Shabrang

Sevdaliza

Twisted Elegance – 2020
par Ludo, le 15 septembre 2020
8

Cataloguée à ses débuts comme la nouvelle égérie du nouveau trip-hop, l’artiste irano-néerlandaise Sevdaliza s’est depuis émancipée de ce genre musical qui ne veut plus dire grand-chose en 2020. Même si l'atmosphère gothique et le beat langoureux d'un morceau comme « Dorman » peut encore faire penser à du Portishead, des sons comme « Rhode » (qui mélange sonorité cyberpunk avec une voix éraillée post-grunge), « Oh My God » (plutôt trap et deep bass), ou encore « Human Nature » (sublime manipulation de l’auto-tune) démontrent l’aptitude de la jeune femme à passer d’un genre à l’autre en mariant le tout de sa voix chaude, grave et apaisante.

Mieux encore, sur « « Gole Bi Goldoon », elle revisite le célèbre tube éponyme de la chanteuse et actrice iranienne Goo Goosh en chantant en farsi, la langue de son pays natal.
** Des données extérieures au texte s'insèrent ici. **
//! Win detection logic for tic-tac-toe.

use super::super::{Board, Cell, Mark, Position};
use serde::{Deserialize, Serialize};
use tracing::instrument;

/// One of the eight winning triples of positions.
#[derive(Debug, Clone, Copy, PartialEq, Eq, Hash, Serialize, Deserialize)]
pub struct Line([Position; 3]);

impl Line {
    /// The three positions of this line.
    pub fn positions(&self) -> [Position; 3] {
        self.0
    }

    /// Board indices of this line.
    pub fn indices(&self) -> [usize; 3] {
        self.0.map(Position::index)
    }

    /// Whether `pos` is part of this line.
    pub fn contains(&self, pos: Position) -> bool {
        self.0.contains(&pos)
    }

    /// The mark at the first cell of this line on `board`.
    pub fn mark_on(&self, board: &Board) -> Option<Mark> {
        board.get(self.0[0]).mark()
    }
}

/// Winning lines in reporting order: rows, then columns, then diagonals.
pub const LINES: [Line; 8] = [
    // Rows
    Line([Position::TopLeft, Position::TopCenter, Position::TopRight]),
    Line([Position::MiddleLeft, Position::Center, Position::MiddleRight]),
    Line([Position::BottomLeft, Position::BottomCenter, Position::BottomRight]),
    // Columns
    Line([Position::TopLeft, Position::MiddleLeft, Position::BottomLeft]),
    Line([Position::TopCenter, Position::Center, Position::BottomCenter]),
    Line([Position::TopRight, Position::MiddleRight, Position::BottomRight]),
    // Diagonals
    Line([Position::TopLeft, Position::Center, Position::BottomRight]),
    Line([Position::TopRight, Position::Center, Position::BottomLeft]),
];

/// Returns the first line whose three cells hold the same mark.
///
/// `None` means nobody has three in a row yet.
#[instrument(skip(board))]
pub fn calculate_winner(board: &Board) -> Option<Line> {
    LINES.into_iter().find(|line| {
        let [a, b, c] = line.positions();
        let cell = board.get(a);
        cell != Cell::Empty && cell == board.get(b) && cell == board.get(c)
    })
}
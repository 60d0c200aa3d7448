//! Locating the cell filled between two consecutive boards.

use super::super::{Board, Position};

/// Returns the first position where `current` differs from `previous`.
///
/// Consecutive boards in a history differ in exactly one cell, so this is
/// the move that produced `current`. Identical boards yield `None`; boards
/// differing in several cells yield the lowest differing position.
pub fn find_move(current: &Board, previous: &Board) -> Option<Position> {
    Position::ALL
        .into_iter()
        .find(|pos| current.get(*pos) != previous.get(*pos))
}
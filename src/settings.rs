//! Presentation settings kept outside the game engine.

use serde::{Deserialize, Serialize};
use tictactoe_engine::MoveEntry;
use tracing::instrument;

/// Order in which the move list is shown.
///
/// Defaults to [`MoveOrder::Ascending`], game start first.
#[derive(
    Debug, Clone, Copy, PartialEq, Eq, Default, Serialize, Deserialize, clap::ValueEnum,
)]
#[serde(rename_all = "lowercase")]
pub enum MoveOrder {
    /// Game start at the top.
    #[default]
    Ascending,
    /// Latest move at the top.
    Descending,
}

impl MoveOrder {
    /// Returns the display label for this option.
    pub fn label(self) -> &'static str {
        match self {
            Self::Ascending => "Ascending",
            Self::Descending => "Descending",
        }
    }

    /// Toggles between `Ascending` and `Descending`.
    #[instrument]
    pub fn toggle(self) -> Self {
        match self {
            Self::Ascending => Self::Descending,
            Self::Descending => Self::Ascending,
        }
    }

    /// Reorders an ascending move list for display.
    pub fn apply(self, mut entries: Vec<MoveEntry>) -> Vec<MoveEntry> {
        if self == Self::Descending {
            entries.reverse();
        }
        entries
    }
}

/// User-configurable presentation settings.
#[derive(Debug, Clone, Copy, PartialEq, Eq)]
pub struct Settings {
    /// Initial move-list order.
    pub move_order: MoveOrder,
    /// Whether cells of a winning line are highlighted.
    pub highlight_winning_line: bool,
}

impl Default for Settings {
    fn default() -> Self {
        Self {
            move_order: MoveOrder::default(),
            highlight_winning_line: true,
        }
    }
}
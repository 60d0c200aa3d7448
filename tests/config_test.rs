//! Tests for the TOML config file.

use std::io::Write;
use tictactoe_tui::{MoveOrder, Settings, TuiConfig};

#[test]
fn test_missing_file_yields_defaults() {
    let dir = tempfile::tempdir().expect("temp dir");
    let config = TuiConfig::load_or_default(dir.path().join("absent.toml")).expect("defaults");
    assert_eq!(config, TuiConfig::default());
    assert_eq!(config.settings(), Settings::default());
}

#[test]
fn test_file_values_and_overrides() {
    let mut file = tempfile::NamedTempFile::new().expect("temp file");
    writeln!(file, "move_order = \"descending\"").expect("write");
    writeln!(file, "highlight_winning_line = false").expect("write");

    let config = TuiConfig::from_file(file.path()).expect("valid config");
    assert_eq!(*config.move_order(), MoveOrder::Descending);
    assert!(!config.settings().highlight_winning_line);
    assert_eq!(config.log_file().to_str(), Some("tictactoe.log"));

    let config = config.with_move_order(Some(MoveOrder::Ascending));
    assert_eq!(config.settings().move_order, MoveOrder::Ascending);
}

#[test]
fn test_malformed_file_is_error() {
    let mut file = tempfile::NamedTempFile::new().expect("temp file");
    writeln!(file, "move_order = \"sideways\"").expect("write");

    let err = TuiConfig::from_file(file.path()).expect_err("bad value");
    assert!(err.message.contains("Failed to parse config"));
}
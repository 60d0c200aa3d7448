//! Move-list entries derived from history.

use super::Position;
use serde::{Deserialize, Serialize};

/// One row of the move list.
///
/// `Display` renders the label the player sees. Entries that are not the
/// current move are actionable and jump to [`MoveEntry::index`].
#[derive(Debug, Clone, Copy, PartialEq, Eq, Serialize, Deserialize)]
pub struct MoveEntry {
    /// History index this entry refers to.
    pub index: usize,
    /// Cell filled by this move; `None` for game start.
    pub position: Option<Position>,
    /// Whether this is the board being viewed.
    pub is_current: bool,
}

impl MoveEntry {
    /// Whether selecting this entry should trigger a jump.
    pub fn is_actionable(&self) -> bool {
        !self.is_current
    }
}

impl std::fmt::Display for MoveEntry {
    fn fmt(&self, f: &mut std::fmt::Formatter<'_>) -> std::fmt::Result {
        let prefix = if self.is_current { "You are at" } else { "Go to" };
        if self.index == 0 {
            return write!(f, "{} game start", prefix);
        }
        write!(f, "{} move #{}", prefix, self.index)?;
        if let Some(pos) = self.position {
            write!(f, " ({}, {})", pos.row(), pos.col())?;
        }
        Ok(())
    }
}
//! Tests for key handling on top of the engine.

use crossterm::event::KeyCode;
use tictactoe_tui::{App, AppControl, Cell, Focus, Mark, MoveOrder, Position, Settings};

fn app() -> App {
    App::new(Settings::default())
}

#[test]
fn test_digit_plays_cell() {
    let mut app = app();
    assert_eq!(app.handle_key(KeyCode::Char('1')), AppControl::Continue);
    assert_eq!(
        app.timeline().current_board().get(Position::TopLeft),
        Cell::Occupied(Mark::X)
    );
    assert_eq!(app.timeline().status().to_string(), "Next player: O");
}

#[test]
fn test_cursor_and_enter_play() {
    let mut app = app();
    assert_eq!(app.cursor(), Position::Center);
    app.handle_key(KeyCode::Up);
    app.handle_key(KeyCode::Right);
    app.handle_key(KeyCode::Right);
    assert_eq!(app.cursor(), Position::TopRight);
    app.handle_key(KeyCode::Enter);
    assert_eq!(
        app.timeline().current_board().get(Position::TopRight),
        Cell::Occupied(Mark::X)
    );
}

#[test]
fn test_rejected_move_sets_hint() {
    let mut app = app();
    app.handle_key(KeyCode::Char('5'));
    app.handle_key(KeyCode::Char('5'));
    assert_eq!(app.timeline().history().len(), 2);
    assert!(app.hint().is_some_and(|h| h.contains("already occupied")));

    app.handle_key(KeyCode::Char('1'));
    assert_eq!(app.hint(), None);
}

#[test]
fn test_history_enter_jumps_without_changing_history() {
    let mut app = app();
    for key in ['1', '2', '3'] {
        app.handle_key(KeyCode::Char(key));
    }
    app.handle_key(KeyCode::Tab);
    assert_eq!(app.focus(), Focus::History);
    assert_eq!(app.selected(), 3);

    app.handle_key(KeyCode::Up);
    app.handle_key(KeyCode::Up);
    app.handle_key(KeyCode::Enter);

    assert_eq!(app.timeline().current_move(), 1);
    assert_eq!(app.timeline().history().len(), 4);
}

#[test]
fn test_descending_order_selection_tracks_entry() {
    let mut app = app();
    app.handle_key(KeyCode::Char('1'));
    app.handle_key(KeyCode::Char('2'));
    assert_eq!(app.selected(), 2);

    app.handle_key(KeyCode::Char('o'));
    assert_eq!(app.move_order(), MoveOrder::Descending);
    assert_eq!(app.selected(), 0);
    assert_eq!(app.displayed_moves()[0].index, 2);

    // Down in descending order moves toward game start.
    app.handle_key(KeyCode::Tab);
    app.handle_key(KeyCode::Down);
    app.handle_key(KeyCode::Enter);
    assert_eq!(app.timeline().current_move(), 1);
}

#[test]
fn test_step_keys() {
    let mut app = app();
    app.handle_key(KeyCode::Char('1'));
    app.handle_key(KeyCode::Char('2'));
    app.handle_key(KeyCode::Char('['));
    app.handle_key(KeyCode::Char('['));
    assert_eq!(app.timeline().current_move(), 0);
    app.handle_key(KeyCode::Char(']'));
    assert_eq!(app.timeline().current_move(), 1);
}

#[test]
fn test_restart_keeps_order() {
    let mut app = app();
    app.handle_key(KeyCode::Char('o'));
    app.handle_key(KeyCode::Char('1'));
    app.handle_key(KeyCode::Char('r'));
    assert_eq!(app.timeline().history().len(), 1);
    assert_eq!(app.cursor(), Position::Center);
    assert_eq!(app.move_order(), MoveOrder::Descending);
}

#[test]
fn test_quit_keys() {
    let mut app = app();
    assert_eq!(app.handle_key(KeyCode::Char('q')), AppControl::Quit);
    assert_eq!(app.handle_key(KeyCode::Esc), AppControl::Quit);
}

#[test]
fn test_shortcuts_accept_either_case() {
    let mut app = app();
    app.handle_key(KeyCode::Char('O'));
    assert_eq!(app.move_order(), MoveOrder::Descending);

    app.handle_key(KeyCode::Char('5'));
    app.handle_key(KeyCode::Char('R'));
    assert_eq!(app.timeline().history().len(), 1);

    assert_eq!(app.handle_key(KeyCode::Char('Q')), AppControl::Quit);
}
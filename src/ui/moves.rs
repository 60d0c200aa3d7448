//! Move-list rendering.

use crate::app::{App, Focus};
use ratatui::{
    Frame,
    layout::Rect,
    style::{Color, Modifier, Style},
    widgets::{Block, Borders, List, ListItem, ListState},
};

/// Renders the move list in the app's current order.
///
/// The viewed move is bold; the selection is only shown while the list has
/// focus.
pub fn render_moves(f: &mut Frame, area: Rect, app: &App) {
    let items: Vec<ListItem> = app
        .displayed_moves()
        .iter()
        .map(|entry| {
            let style = if entry.is_current {
                Style::default().fg(Color::Yellow).add_modifier(Modifier::BOLD)
            } else {
                Style::default()
            };
            ListItem::new(entry.to_string()).style(style)
        })
        .collect();

    let focused = app.focus() == Focus::History;
    let border_style = if focused {
        Style::default().fg(Color::Cyan)
    } else {
        Style::default()
    };

    let list = List::new(items)
        .block(
            Block::default()
                .borders(Borders::ALL)
                .border_style(border_style)
                .title(format!("Moves (Order: {})", app.move_order().label())),
        )
        .highlight_style(Style::default().add_modifier(Modifier::REVERSED))
        .highlight_symbol("> ");

    let mut state = ListState::default();
    if focused {
        state.select(Some(app.selected()));
    }
    f.render_stateful_widget(list, area, &mut state);
}
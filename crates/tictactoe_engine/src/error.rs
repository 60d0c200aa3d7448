//! Reasons a move or jump was rejected.

use super::Position;

/// Error returned by the checked timeline operations.
///
/// The unchecked operations treat every variant as a silent no-op.
#[derive(Debug, Clone, PartialEq, Eq, derive_more::Display)]
pub enum MoveError {
    /// Cell index outside 0-8.
    #[display("Cell {} is off the board", _0)]
    CellOutOfRange(usize),

    /// The cell already holds a mark.
    #[display("Square {} is already occupied", _0)]
    CellOccupied(Position),

    /// The viewed board already has a winning line.
    #[display("Game is already decided")]
    GameDecided,

    /// Jump target past the end of history.
    #[display("Move #{} does not exist (history has {} boards)", requested, len)]
    MoveOutOfRange {
        /// Requested history index.
        requested: usize,
        /// History length at the time of the request.
        len: usize,
    },
}

impl std::error::Error for MoveError {}
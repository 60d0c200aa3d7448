//! Application state and key handling.
//!
//! The [`App`] owns the game engine plus state that only matters to the
//! screen: board cursor, focused pane, move-list order and selection. Every
//! key is applied to completion before the next frame is drawn from it.

use crate::input::move_cursor;
use crate::settings::{MoveOrder, Settings};
use crossterm::event::KeyCode;
use tictactoe_engine::{MoveEntry, Position, Timeline};
use tracing::{debug, info, instrument};

/// Pane receiving navigation keys.
#[derive(Debug, Clone, Copy, PartialEq, Eq, Default)]
pub enum Focus {
    /// Arrow keys move the board cursor.
    #[default]
    Board,
    /// Arrow keys move through the move list.
    History,
}

impl Focus {
    /// Returns the other pane.
    pub fn toggle(self) -> Self {
        match self {
            Focus::Board => Focus::History,
            Focus::History => Focus::Board,
        }
    }
}

/// What the event loop should do after a key.
#[derive(Debug, Clone, Copy, PartialEq, Eq)]
pub enum AppControl {
    /// Redraw and wait for the next key.
    Continue,
    /// Leave the terminal UI.
    Quit,
}

/// Main application state.
#[derive(Debug, Clone)]
pub struct App {
    timeline: Timeline,
    cursor: Position,
    focus: Focus,
    move_order: MoveOrder,
    selected: usize,
    hint: Option<String>,
    highlight_winning_line: bool,
}

impl App {
    /// Creates a new application with a fresh game.
    #[instrument]
    pub fn new(settings: Settings) -> Self {
        Self {
            timeline: Timeline::new(),
            cursor: Position::Center,
            focus: Focus::default(),
            move_order: settings.move_order,
            selected: 0,
            hint: None,
            highlight_winning_line: settings.highlight_winning_line,
        }
    }

    /// The game engine.
    pub fn timeline(&self) -> &Timeline {
        &self.timeline
    }

    /// Board cursor.
    pub fn cursor(&self) -> Position {
        self.cursor
    }

    /// Focused pane.
    pub fn focus(&self) -> Focus {
        self.focus
    }

    /// Current move-list order.
    pub fn move_order(&self) -> MoveOrder {
        self.move_order
    }

    /// Selected row of [`App::displayed_moves`].
    pub fn selected(&self) -> usize {
        self.selected
    }

    /// Why the last move was rejected, until the next accepted action.
    pub fn hint(&self) -> Option<&str> {
        self.hint.as_deref()
    }

    /// Whether winning cells are highlighted.
    pub fn highlight_winning_line(&self) -> bool {
        self.highlight_winning_line
    }

    /// Move list in display order.
    pub fn displayed_moves(&self) -> Vec<MoveEntry> {
        self.move_order.apply(self.timeline.move_list())
    }

    /// Applies one key press.
    #[instrument(skip(self), fields(focus = ?self.focus, current_move = self.timeline.current_move()))]
    pub fn handle_key(&mut self, key: KeyCode) -> AppControl {
        match key {
            KeyCode::Char('q' | 'Q') | KeyCode::Esc => {
                info!("User quit");
                return AppControl::Quit;
            }
            KeyCode::Char('r' | 'R') => self.restart(),
            KeyCode::Tab => self.focus = self.focus.toggle(),
            KeyCode::Char('o' | 'O') => self.toggle_order(),
            KeyCode::Char('[') => {
                self.timeline.step_back();
                self.after_navigation();
            }
            KeyCode::Char(']') => {
                self.timeline.step_forward();
                self.after_navigation();
            }
            KeyCode::Char(c) if ('1'..='9').contains(&c) => {
                let index = c as usize - '1' as usize;
                if let Some(pos) = Position::from_index(index) {
                    self.cursor = pos;
                    self.play(pos);
                }
            }
            code => match self.focus {
                Focus::Board => self.handle_board_key(code),
                Focus::History => self.handle_history_key(code),
            },
        }
        AppControl::Continue
    }

    /// Starts a new game, keeping presentation settings.
    #[instrument(skip(self))]
    pub fn restart(&mut self) {
        debug!("Restarting game");
        self.timeline.reset();
        self.cursor = Position::Center;
        self.hint = None;
        self.sync_selection();
    }

    fn handle_board_key(&mut self, key: KeyCode) {
        match key {
            KeyCode::Enter | KeyCode::Char(' ') => self.play(self.cursor),
            arrow => self.cursor = move_cursor(self.cursor, arrow),
        }
    }

    fn handle_history_key(&mut self, key: KeyCode) {
        let rows = self.timeline.history().len();
        match key {
            KeyCode::Up => self.selected = self.selected.saturating_sub(1),
            KeyCode::Down => self.selected = (self.selected + 1).min(rows - 1),
            KeyCode::Enter | KeyCode::Char(' ') => {
                if let Some(entry) = self.displayed_moves().get(self.selected)
                    && entry.is_actionable()
                {
                    self.timeline.jump_to(entry.index);
                    self.after_navigation();
                }
            }
            _ => {}
        }
    }

    fn play(&mut self, pos: Position) {
        match self.timeline.try_play(pos) {
            Ok(_) => {
                self.hint = None;
                self.sync_selection();
            }
            Err(e) => {
                debug!(error = %e, "Move rejected");
                self.hint = Some(e.to_string());
            }
        }
    }

    fn toggle_order(&mut self) {
        let rows = self.timeline.history().len();
        self.move_order = self.move_order.toggle();
        // Keep the same history entry selected.
        self.selected = rows - 1 - self.selected.min(rows - 1);
    }

    fn after_navigation(&mut self) {
        self.hint = None;
        self.sync_selection();
    }

    fn sync_selection(&mut self) {
        let current = self.timeline.current_move();
        self.selected = match self.move_order {
            MoveOrder::Ascending => current,
            MoveOrder::Descending => self.timeline.history().len() - 1 - current,
        };
    }
}

impl Default for App {
    fn default() -> Self {
        Self::new(Settings::default())
    }
}
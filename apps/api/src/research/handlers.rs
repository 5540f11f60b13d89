//! Axum route handlers for the Research API.

use axum::{extract::rejection::JsonRejection, extract::State, Json};
use tracing::{info_span, Instrument};
use uuid::Uuid;

use crate::errors::AppError;
use crate::models::report::ResearchReport;
use crate::models::request::ResearchRequest;
use crate::research::pipeline::run_research;
use crate::state::AppState;

/// POST /api/research
///
/// Validates the request, then runs the research pipeline on its own task so
/// a panic inside it becomes a 500 instead of a dropped connection. A client
/// that disconnects does not cancel the in-flight provider call.
pub async fn handle_research(
    State(state): State<AppState>,
    payload: Result<Json<ResearchRequest>, JsonRejection>,
) -> Result<Json<ResearchReport>, AppError> {
    let Json(request) = payload?;
    let subject = request.validate()?;

    let span = info_span!(
        "research",
        request_id = %Uuid::new_v4(),
        firm = %subject.firm_name
    );

    let llm = state.llm.clone();
    let validator = state.validator.clone();

    let report = tokio::spawn(
        async move { run_research(llm.as_ref(), validator.as_ref(), &subject).await }
            .instrument(span),
    )
    .await
    .map_err(|e| AppError::Internal(anyhow::anyhow!("Research task failed: {e}")))?;

    Ok(Json(report))
}
use std::sync::Arc;

use crate::llm_client::CompletionProvider;
use crate::research::validation::ResponseValidator;

/// Shared application state injected into all route handlers via Axum extractors.
///
/// Holds no per-request data; every research request runs independently.
#[derive(Clone)]
pub struct AppState {
    /// Research provider. `LlmClient` in production, a stub in tests.
    pub llm: Arc<dyn CompletionProvider>,
    /// Ordered hallucination checks applied to every live answer.
    pub validator: Arc<ResponseValidator>,
}

impl AppState {
    pub fn new(llm: Arc<dyn CompletionProvider>) -> Self {
        Self {
            llm,
            validator: Arc::new(ResponseValidator::default()),
        }
    }
}
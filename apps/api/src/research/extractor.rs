//! Response Extractor: pulls the JSON payload out of free-form model output.
//!
//! Models routinely wrap the requested JSON in prose or code fences. The
//! primary strategy is the greedy span from the first `{` to the last `}`.
//! When that span does not parse (prose after the payload that itself
//! contains braces, for example), a string-aware balanced-brace scan from the
//! first `{` is tried before giving up.

use serde_json::Value;
use thiserror::Error;

use crate::models::report::ResearchFindings;

#[derive(Debug, Error)]
pub enum ExtractError {
    #[error("No JSON object found in model response")]
    NoJsonObject,

    #[error("Model response JSON did not parse: {0}")]
    InvalidJson(#[source] serde_json::Error),

    #[error("Model response JSON does not match the report schema: {0}")]
    SchemaMismatch(#[source] serde_json::Error),
}

/// Greedy span from the first `{` to the last `}`, inclusive.
fn greedy_span(text: &str) -> Option<&str> {
    let start = text.find('{')?;
    let end = text.rfind('}')?;
    (end > start).then(|| &text[start..=end])
}

/// The first balanced `{...}` object, ignoring braces inside JSON strings.
fn balanced_span(text: &str) -> Option<&str> {
    let start = text.find('{')?;
    let mut depth = 0usize;
    let mut in_string = false;
    let mut escaped = false;

    for (offset, ch) in text[start..].char_indices() {
        if in_string {
            match ch {
                _ if escaped => escaped = false,
                '\\' => escaped = true,
                '"' => in_string = false,
                _ => {}
            }
            continue;
        }

        match ch {
            '"' => in_string = true,
            '{' => depth += 1,
            '}' => {
                depth -= 1;
                if depth == 0 {
                    return Some(&text[start..start + offset + 1]);
                }
            }
            _ => {}
        }
    }

    None
}

/// Locates and parses the first top-level JSON object in `text`.
pub fn extract_json_object(text: &str) -> Result<Value, ExtractError> {
    let greedy = greedy_span(text).ok_or(ExtractError::NoJsonObject)?;

    let greedy_error = match serde_json::from_str::<Value>(greedy) {
        Ok(value @ Value::Object(_)) => return Ok(value),
        Ok(_) => return Err(ExtractError::NoJsonObject),
        Err(e) => e,
    };

    match balanced_span(text).map(|span| serde_json::from_str::<Value>(span)) {
        Some(Ok(value @ Value::Object(_))) => Ok(value),
        _ => Err(ExtractError::InvalidJson(greedy_error)),
    }
}

/// Extracts the JSON object and reads it as research findings.
pub fn extract_findings(text: &str) -> Result<ResearchFindings, ExtractError> {
    let value = extract_json_object(text)?;
    serde_json::from_value(value).map_err(ExtractError::SchemaMismatch)
}

#[cfg(test)]
mod tests {
    use super::*;
    use serde_json::json;

    #[test]
    fn test_object_surrounded_by_prose_is_returned_unmodified() {
        let text = r#"Here is the research you asked for:
{"firmProfile": {"name": "Acme Ventures", "focusAreas": ["AI", "Fintech"]}, "recentNews": []}
Let me know if you need anything else."#;
        let value = extract_json_object(text).unwrap();
        assert_eq!(
            value,
            json!({
                "firmProfile": {"name": "Acme Ventures", "focusAreas": ["AI", "Fintech"]},
                "recentNews": []
            })
        );
    }

    #[test]
    fn test_code_fenced_object_is_extracted() {
        let text = "```json\n{\"firmProfile\": {\"name\": \"Acme Ventures\"}}\n```";
        let value = extract_json_object(text).unwrap();
        assert_eq!(value["firmProfile"]["name"], "Acme Ventures");
    }

    #[test]
    fn test_text_without_braces_is_malformed() {
        let err = extract_json_object("I could not find anything about that firm.").unwrap_err();
        assert!(matches!(err, ExtractError::NoJsonObject));
    }

    #[test]
    fn test_closing_brace_before_opening_is_malformed() {
        let err = extract_json_object("} nothing here {").unwrap_err();
        assert!(matches!(err, ExtractError::NoJsonObject));
    }

    #[test]
    fn test_unparseable_span_is_invalid_json() {
        let err = extract_json_object("{firmProfile: name = Acme}").unwrap_err();
        assert!(matches!(err, ExtractError::InvalidJson(_)));
    }

    #[test]
    fn test_trailing_braced_prose_falls_back_to_balanced_scan() {
        let text =
            r#"{"firmProfile": {"name": "Acme Ventures"}} Note: fields marked {n/a} were not found."#;
        let value = extract_json_object(text).unwrap();
        assert_eq!(value["firmProfile"]["name"], "Acme Ventures");
    }

    #[test]
    fn test_balanced_scan_ignores_braces_inside_strings() {
        let text = r#"{"firmProfile": {"name": "Acme {Fund} Ventures"}} trailing }"#;
        let value = extract_json_object(text).unwrap();
        assert_eq!(value["firmProfile"]["name"], "Acme {Fund} Ventures");
    }

    #[test]
    fn test_extract_findings_reads_schema() {
        let text = r#"Result: {"firmProfile": {"name": "Acme Ventures"}, "recentInvestments": [
            {"companyName": "DataFlow AI", "amount": "$5M", "date": "2024-12-01", "round": "Series A", "description": "Analytics"}
        ]}"#;
        let findings = extract_findings(text).unwrap();
        assert_eq!(findings.firm_profile.name, "Acme Ventures");
        assert_eq!(findings.recent_investments.len(), 1);
        assert!(findings.recent_news.is_empty());
    }

    #[test]
    fn test_extract_findings_tolerates_nulls_and_numbers() {
        let text = r#"Here you go:
{"firmProfile": {"name": "Acme Ventures", "founded": 2012, "keyContacts": null},
 "recentNews": null,
 "recentInvestments": [{"companyName": "DataFlow AI", "amount": null}]}"#;
        let findings = extract_findings(text).unwrap();
        assert_eq!(findings.firm_profile.founded, "2012");
        assert!(findings.firm_profile.key_contacts.is_empty());
        assert!(findings.recent_news.is_empty());
        assert_eq!(findings.recent_investments[0].amount, "");
    }

    #[test]
    fn test_extract_findings_without_firm_profile_is_schema_mismatch() {
        let err = extract_findings(r#"{"recentNews": []}"#).unwrap_err();
        assert!(matches!(err, ExtractError::SchemaMismatch(_)));
    }
}
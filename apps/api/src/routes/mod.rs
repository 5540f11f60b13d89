pub mod health;

use axum::{
    routing::{get, post},
    Router,
};

use crate::research::handlers;
use crate::state::AppState;

pub fn build_router(state: AppState) -> Router {
    Router::new()
        .route("/health", get(health::health_handler))
        .route("/api/research", post(handlers::handle_research))
        .with_state(state)
}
Un hommage à ses origines qui se cristallise dans « Oh My God », où elle s’attaque à la politique discriminatoire de l’Occident, et en particulier des États-Unis, à l'égard de toutes les cultures orientales (quelques passages sont d'ailleurs chantés en coréen et en russe pour souligner les tensions aux relents de guerre froide de ces derniers mois entre les pays de Trump, Poutine et Kim Jong-Un). Ces productions et fusions de genres tous plus éclectique les uns que les autres sont toujours le fruit du travail de son fidèle producteur Mucky, lequel est désormais parfois accompagné, voire remplacé, par Sevdaliza elle-même.

Le titre de l'album, qui se réfère au nom de l’étalon de Siavach, un prince légendaire dans le Livre des Rois, peut se comprendre de deux manières. La première, la plus évidente, justifie le visage tuméfié de Sevdaliza sur la pochette : ce cheval a traversé de nombreux obstacles, notamment un grand feu, pour secourir son maître à de nombreuses reprises. Un symbole d’abnégation et de résilience donc, qui se déploie sur cet album sous la forme d’histoires d’amour à sens unique, de rêves brisés, et d’un sentiment de solitude exacerbé que Sevdaliza est finalement arrivée à surmonter. L'autre interprétation du titre est à chercher dans le morceau éponyme qui ouvre l’album. Annonçant un départ et la promesse d’un héritage, il relate le moment où Siavach, se sachant condamné, relâche sa monture afin qu’elle puisse le venger, aidée de son fils, au moment voulu.

Pour Sevdaliza, ce rapport compliqué à l'existence trouve son origine dans son parcours de vie peu commun : née en Iran, elle part vivre avec sa famille aux Pays-Bas à l’âge de 5 ans et devient joueuse de basket professionnelle, s’illustrant aux côtés de l’équipe nationale. Mais peu à peu, c’est vers la musique que s’oriente en autodidacte la jeune femme, renouant ainsi avec sa marotte de jeunesse (dans le clip du morceau « Oh My God » on peut voir une Sevda Alizadeh enfant recevoir un synthé des bras de ses parents). C’est cette confiance en l’avenir, cette résolution nietzschéenne à accepter son destin en s’inspirant de l’Eternel Retour, que l’on retrouve sur les morceaux « Wallflower » et « Habibi ».

Le clip de « Habibi » est d’ailleurs la première réalisation de Sevdaliza, elle qui d’habitude travaille de concert avec l’artiste russe Anastasia Konovalova. Pour illustrer son morceau « Human » paru sur son précédent album ISON, cette dernière avait métamorphosé Sevdaliza en centaure pour pousser à son paroxysme le male gaze et la fétichisation du corps féminin. Sur cet album, c’est le morceau « Darkest Hours » qui pérennise ce recours fréquent à la mythologie et au mysticisme, en revisitant cette fois la figure d’Eve dans le Livre de la Genèse. Et c’est vrai qu’il y a dans la musique de Sevdaliza, comme dans la figure d’Eve, quelque chose d’ensorcelant, d’onirique, d’hypnotisant et de délicatement sensuel, qui conserve également cette part de vulnérabilité après tout très humaine. Et c’est alors qu’on fait le lien avec des chanteuses comme Siouxsie, Nico, Björk, et qu’on se dit que Sevdaliza n’en est finalement pas si loin.